OHH MY GAAAAAAWD it's totally DURANMAS DURANMAS LET'S ALL PARTAAAAAAY but what the hell does that even mean?!


Does it HAVE to mean something,
when it looks like this?



In my mind, it's kind of like "Talk Like A Pirate Day", only it's 1980's themed. It's an excuse to have a good time, one which involves your old DEVO LPs and your copy of The Adventures Of Buckaroo Banzai Across The 8th Dimension and possibly leg warmers if you're into that sort of thing.

"Laugh-a while you can,
Monkey Boy!


It's another excuse to watch music videos from an era when "music videos" were, you know, actually on MTV.



It's a celebration of, and an indulgence in, everything that was cool and silly and weird and awesome about the 1980s.


Never mind the intro, blah blah blah. Skip to 0:50.


But enough explanation, no more justification. Duranmas Duranmas is totally rad. There.


Totalmente radical.


Go forth and party.

Friday, May 07, 2010

Basic Roleplaying and Duranmas Duranmas!

Yeah, I know. I neglect this thing. But, hey! There's a new logo! That's good, don't you think? It's all...like...80's, kinda SF, and then with the dice, right?

...you're right, it does need tweaking. Anyway, let's blog.

I'M THINKING ABOUT CHAOSIUM'S BASIC ROLEPLAYING
...and about how basic it really is, and how that makes me like it.

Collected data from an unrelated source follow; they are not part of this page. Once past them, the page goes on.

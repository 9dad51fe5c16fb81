// Copyright (c) 2026 Bountyy Oy. All rights reserved.
// This software is proprietary and confidential.

//! Cancellation context for internal API calls
//!
//! A [`CallContext`] carries a cancellation token and an optional deadline.
//! Every suspension point of a call (dial, TLS handshake, write, read) runs
//! through [`CallContext::run`], so cancelling the context or reaching the
//! deadline aborts the call with [`Error::Cancelled`] or
//! [`Error::DeadlineExceeded`].

use std::future::Future;
use std::time::Duration;

use tokio::time::Instant;
use tokio_util::sync::CancellationToken;

use crate::error::{Error, Result};

/// Caller-owned cancellation scope
#[derive(Debug, Clone, Default)]
pub struct CallContext {
    token: CancellationToken,
    deadline: Option<Instant>,
}

impl CallContext {
    /// A context that is never cancelled and has no deadline
    pub fn background() -> Self {
        Self::default()
    }

    /// Derive a child context; cancelling the parent cancels the child,
    /// cancelling the child leaves the parent alone.
    pub fn child(&self) -> Self {
        Self {
            token: self.token.child_token(),
            deadline: self.deadline,
        }
    }

    /// Derive a child context that expires after `timeout`. A timeout too
    /// large to represent adds no deadline.
    pub fn with_timeout(&self, timeout: Duration) -> Self {
        match Instant::now().checked_add(timeout) {
            Some(deadline) => self.with_deadline(deadline),
            None => self.child(),
        }
    }

    /// Derive a child context with a deadline; an earlier parent deadline wins
    pub fn with_deadline(&self, deadline: Instant) -> Self {
        let deadline = match self.deadline {
            Some(existing) if existing < deadline => existing,
            _ => deadline,
        };
        Self {
            token: self.token.child_token(),
            deadline: Some(deadline),
        }
    }

    /// Cancel this context and every context derived from it
    pub fn cancel(&self) {
        self.token.cancel();
    }

    /// Underlying cancellation token
    pub fn token(&self) -> &CancellationToken {
        &self.token
    }

    /// Deadline, if any
    pub fn deadline(&self) -> Option<Instant> {
        self.deadline
    }

    /// Why this context is done, or `None` while it is still live
    pub fn err(&self) -> Option<Error> {
        if self.token.is_cancelled() {
            return Some(Error::Cancelled);
        }
        match self.deadline {
            Some(deadline) if Instant::now() >= deadline => Some(Error::DeadlineExceeded),
            _ => None,
        }
    }

    /// Check if this context is done
    pub fn is_done(&self) -> bool {
        self.err().is_some()
    }

    /// Drive `fut` until it finishes or this context ends.
    ///
    /// A context that is already done never polls `fut`.
    pub async fn run<F, T>(&self, fut: F) -> Result<T>
    where
        F: Future<Output = Result<T>>,
    {
        if let Some(err) = self.err() {
            return Err(err);
        }

        tokio::select! {
            biased;
            _ = self.token.cancelled() => Err(Error::Cancelled),
            _ = sleep_until(self.deadline) => Err(Error::DeadlineExceeded),
            res = fut => res,
        }
    }
}

async fn sleep_until(deadline: Option<Instant>) {
    match deadline {
        Some(deadline) => tokio::time::sleep_until(deadline).await,
        None => std::future::pending().await,
    }
}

So, dig: It's 384 pages, right, so how can that be basic? Surprisingly, it is. This game is damned easy to prep and run. Here's how it works: Every skill is rated with a percentage, so success happens on a d100 roll of equal or lower value. Roll real low and you get a Special success; roll really low and you get a Critical success. Roll 00 and it sucks to be you. Other than that, it's variable damage versus hit points and like that, armor reduces damage and so on.

There are plenty of options for, you know, powers and magic and stuff and things -- and lots of optional rules for tweaking the basics (different 'power levels' for characters, more hit points, Sanity, etc.) collected from the various BRP-based games throughout history.

I like it. I like it A LOT.

More later. Break's over.

REMINDER: DURANMAS DURANMAS IS MAY 10th!
Sure, nobody really cares except maybe me. But if you love you some 80's and some New Wave and having a good time, then why not cop May 10th as an excuse to do so? That's what it's for, after all -- for celebrating that stuff. C'mon, man -- all the cool kids are doin' it.